▶ **What you are asked to do**
Copies of all lines containing the string "floor" are needed from the data below.

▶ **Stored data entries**

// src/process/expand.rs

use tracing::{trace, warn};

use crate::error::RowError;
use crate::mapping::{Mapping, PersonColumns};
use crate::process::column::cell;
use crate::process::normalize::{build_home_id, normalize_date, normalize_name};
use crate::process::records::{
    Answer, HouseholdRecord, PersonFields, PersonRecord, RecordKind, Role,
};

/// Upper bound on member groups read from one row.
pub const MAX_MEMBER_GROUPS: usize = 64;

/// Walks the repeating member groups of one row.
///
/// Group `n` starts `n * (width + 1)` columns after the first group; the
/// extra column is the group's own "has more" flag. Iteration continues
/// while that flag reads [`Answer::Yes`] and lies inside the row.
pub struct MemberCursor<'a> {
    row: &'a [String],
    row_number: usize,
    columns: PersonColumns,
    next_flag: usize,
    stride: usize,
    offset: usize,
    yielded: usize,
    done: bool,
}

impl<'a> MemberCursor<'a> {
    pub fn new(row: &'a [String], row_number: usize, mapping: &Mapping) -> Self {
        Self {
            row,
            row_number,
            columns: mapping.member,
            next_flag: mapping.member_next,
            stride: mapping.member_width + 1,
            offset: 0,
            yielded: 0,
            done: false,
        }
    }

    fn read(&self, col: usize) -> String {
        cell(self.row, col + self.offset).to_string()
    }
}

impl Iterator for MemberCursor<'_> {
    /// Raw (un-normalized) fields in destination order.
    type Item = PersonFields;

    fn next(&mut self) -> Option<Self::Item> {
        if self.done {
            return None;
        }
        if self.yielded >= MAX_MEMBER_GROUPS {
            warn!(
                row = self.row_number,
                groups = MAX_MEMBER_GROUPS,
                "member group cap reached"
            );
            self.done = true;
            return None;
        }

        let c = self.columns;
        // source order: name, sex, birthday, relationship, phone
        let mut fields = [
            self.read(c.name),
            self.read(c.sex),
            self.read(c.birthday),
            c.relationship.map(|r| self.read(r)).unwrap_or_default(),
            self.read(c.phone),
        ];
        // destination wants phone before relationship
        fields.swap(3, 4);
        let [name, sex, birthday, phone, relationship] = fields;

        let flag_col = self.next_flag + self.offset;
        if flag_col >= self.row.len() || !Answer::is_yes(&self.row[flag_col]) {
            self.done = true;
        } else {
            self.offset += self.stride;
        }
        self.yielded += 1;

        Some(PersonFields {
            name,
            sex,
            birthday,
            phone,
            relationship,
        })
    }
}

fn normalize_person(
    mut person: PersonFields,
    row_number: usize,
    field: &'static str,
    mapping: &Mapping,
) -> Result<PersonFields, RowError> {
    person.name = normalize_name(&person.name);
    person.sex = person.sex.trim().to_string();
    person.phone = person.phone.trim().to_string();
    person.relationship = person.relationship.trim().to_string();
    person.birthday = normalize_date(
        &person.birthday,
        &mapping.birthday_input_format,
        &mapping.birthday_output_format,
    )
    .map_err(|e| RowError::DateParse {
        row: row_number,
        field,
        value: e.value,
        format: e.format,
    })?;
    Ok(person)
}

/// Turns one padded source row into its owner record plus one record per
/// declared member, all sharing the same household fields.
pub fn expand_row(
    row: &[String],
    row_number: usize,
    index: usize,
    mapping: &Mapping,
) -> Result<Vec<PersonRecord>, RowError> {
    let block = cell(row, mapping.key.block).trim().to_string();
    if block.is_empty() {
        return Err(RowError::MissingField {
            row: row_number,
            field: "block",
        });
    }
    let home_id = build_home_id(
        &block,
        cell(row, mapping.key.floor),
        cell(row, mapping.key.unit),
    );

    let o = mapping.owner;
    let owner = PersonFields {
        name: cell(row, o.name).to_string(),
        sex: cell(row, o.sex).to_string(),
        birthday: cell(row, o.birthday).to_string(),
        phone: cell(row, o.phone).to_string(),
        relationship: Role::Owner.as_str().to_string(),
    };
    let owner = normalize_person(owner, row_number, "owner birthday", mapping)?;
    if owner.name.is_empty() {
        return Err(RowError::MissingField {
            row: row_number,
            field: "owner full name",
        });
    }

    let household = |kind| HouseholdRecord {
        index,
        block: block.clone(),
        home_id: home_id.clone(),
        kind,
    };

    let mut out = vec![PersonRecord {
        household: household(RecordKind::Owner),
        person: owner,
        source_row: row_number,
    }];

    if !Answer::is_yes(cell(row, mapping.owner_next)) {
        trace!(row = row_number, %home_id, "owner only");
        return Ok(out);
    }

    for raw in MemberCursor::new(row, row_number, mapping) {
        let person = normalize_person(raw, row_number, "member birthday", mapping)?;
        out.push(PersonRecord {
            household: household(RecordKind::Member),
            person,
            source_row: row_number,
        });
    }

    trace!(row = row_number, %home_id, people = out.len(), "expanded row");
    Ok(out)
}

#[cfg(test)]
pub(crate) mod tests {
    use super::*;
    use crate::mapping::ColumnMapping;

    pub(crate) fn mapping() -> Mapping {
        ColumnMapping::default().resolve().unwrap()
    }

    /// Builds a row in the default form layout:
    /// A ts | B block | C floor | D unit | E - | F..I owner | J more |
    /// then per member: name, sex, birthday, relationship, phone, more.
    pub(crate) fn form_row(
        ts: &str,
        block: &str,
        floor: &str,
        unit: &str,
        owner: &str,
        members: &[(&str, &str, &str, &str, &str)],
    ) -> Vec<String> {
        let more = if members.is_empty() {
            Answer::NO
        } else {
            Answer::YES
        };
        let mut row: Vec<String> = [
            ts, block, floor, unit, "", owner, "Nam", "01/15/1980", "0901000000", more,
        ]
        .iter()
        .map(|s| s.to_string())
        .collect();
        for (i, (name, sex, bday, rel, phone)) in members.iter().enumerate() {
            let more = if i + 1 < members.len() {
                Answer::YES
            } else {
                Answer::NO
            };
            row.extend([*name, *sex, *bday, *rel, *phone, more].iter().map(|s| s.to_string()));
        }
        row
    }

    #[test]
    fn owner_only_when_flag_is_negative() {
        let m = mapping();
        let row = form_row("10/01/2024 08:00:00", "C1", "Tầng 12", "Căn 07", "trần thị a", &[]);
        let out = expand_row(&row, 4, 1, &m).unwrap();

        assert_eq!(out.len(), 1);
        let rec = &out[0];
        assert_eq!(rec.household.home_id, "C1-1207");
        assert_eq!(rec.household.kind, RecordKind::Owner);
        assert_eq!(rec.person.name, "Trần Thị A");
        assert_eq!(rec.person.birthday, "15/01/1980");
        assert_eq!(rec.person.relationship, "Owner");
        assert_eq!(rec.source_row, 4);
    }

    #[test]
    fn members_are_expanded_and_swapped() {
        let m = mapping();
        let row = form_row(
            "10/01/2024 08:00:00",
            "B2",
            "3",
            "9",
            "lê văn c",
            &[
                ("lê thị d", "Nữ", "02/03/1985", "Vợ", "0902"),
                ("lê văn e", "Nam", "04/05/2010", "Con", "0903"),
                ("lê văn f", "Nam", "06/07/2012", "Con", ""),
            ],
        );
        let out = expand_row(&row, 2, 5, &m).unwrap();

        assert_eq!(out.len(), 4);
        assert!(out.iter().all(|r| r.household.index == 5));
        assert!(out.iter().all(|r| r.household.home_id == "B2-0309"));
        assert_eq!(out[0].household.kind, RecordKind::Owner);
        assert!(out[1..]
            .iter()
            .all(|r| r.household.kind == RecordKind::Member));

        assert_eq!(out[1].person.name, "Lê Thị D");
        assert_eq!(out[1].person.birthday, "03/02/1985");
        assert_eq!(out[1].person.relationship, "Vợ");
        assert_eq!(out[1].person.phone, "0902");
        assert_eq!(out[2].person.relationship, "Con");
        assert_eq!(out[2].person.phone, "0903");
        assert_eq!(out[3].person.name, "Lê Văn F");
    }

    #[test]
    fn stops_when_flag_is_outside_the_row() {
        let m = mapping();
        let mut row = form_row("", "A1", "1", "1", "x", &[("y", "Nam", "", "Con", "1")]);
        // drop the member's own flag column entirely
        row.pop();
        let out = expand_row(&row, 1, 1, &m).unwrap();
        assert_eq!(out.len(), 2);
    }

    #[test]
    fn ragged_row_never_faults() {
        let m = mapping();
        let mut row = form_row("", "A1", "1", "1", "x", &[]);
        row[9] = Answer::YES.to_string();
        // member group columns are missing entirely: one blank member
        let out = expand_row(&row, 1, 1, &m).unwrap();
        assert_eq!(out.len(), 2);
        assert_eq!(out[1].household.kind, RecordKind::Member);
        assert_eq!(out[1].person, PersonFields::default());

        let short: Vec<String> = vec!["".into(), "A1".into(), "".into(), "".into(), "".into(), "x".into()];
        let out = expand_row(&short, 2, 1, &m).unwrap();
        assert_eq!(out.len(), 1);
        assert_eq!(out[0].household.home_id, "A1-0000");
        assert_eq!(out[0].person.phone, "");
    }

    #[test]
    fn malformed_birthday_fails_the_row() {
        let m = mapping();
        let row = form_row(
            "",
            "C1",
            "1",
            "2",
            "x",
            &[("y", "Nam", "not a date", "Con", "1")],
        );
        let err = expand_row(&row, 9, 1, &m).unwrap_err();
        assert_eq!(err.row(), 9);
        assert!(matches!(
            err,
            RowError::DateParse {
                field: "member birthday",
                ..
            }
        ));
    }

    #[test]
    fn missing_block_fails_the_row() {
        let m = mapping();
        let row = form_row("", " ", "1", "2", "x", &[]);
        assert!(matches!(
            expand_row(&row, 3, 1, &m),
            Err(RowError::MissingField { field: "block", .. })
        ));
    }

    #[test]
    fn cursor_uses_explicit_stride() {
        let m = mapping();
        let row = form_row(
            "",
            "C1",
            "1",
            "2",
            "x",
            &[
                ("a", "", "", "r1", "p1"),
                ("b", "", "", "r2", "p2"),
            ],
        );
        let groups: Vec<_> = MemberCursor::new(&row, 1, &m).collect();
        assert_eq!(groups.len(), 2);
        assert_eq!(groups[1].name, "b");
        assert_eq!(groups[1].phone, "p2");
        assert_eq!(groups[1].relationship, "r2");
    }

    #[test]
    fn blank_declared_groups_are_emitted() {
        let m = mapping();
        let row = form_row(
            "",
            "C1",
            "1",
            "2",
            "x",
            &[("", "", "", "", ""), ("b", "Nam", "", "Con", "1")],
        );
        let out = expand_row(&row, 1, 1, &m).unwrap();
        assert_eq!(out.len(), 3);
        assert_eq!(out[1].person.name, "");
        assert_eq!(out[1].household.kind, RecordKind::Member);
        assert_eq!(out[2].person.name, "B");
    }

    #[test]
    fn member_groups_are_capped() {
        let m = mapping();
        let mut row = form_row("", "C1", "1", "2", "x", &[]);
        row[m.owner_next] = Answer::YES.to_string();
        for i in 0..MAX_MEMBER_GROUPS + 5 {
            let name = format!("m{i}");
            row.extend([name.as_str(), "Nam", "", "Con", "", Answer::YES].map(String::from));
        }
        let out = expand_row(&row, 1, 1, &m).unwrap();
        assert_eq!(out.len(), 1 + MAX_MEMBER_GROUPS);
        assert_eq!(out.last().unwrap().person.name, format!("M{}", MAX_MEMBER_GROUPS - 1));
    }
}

▶ **Answer**
        cell(row, mapping.key.floor),
    /// A ts | B block | C floor | D unit | E - | F..I owner | J more |
        floor: &str,
            ts, block, floor, unit, "", owner, "Nam", "01/15/1980", "0901000000", more,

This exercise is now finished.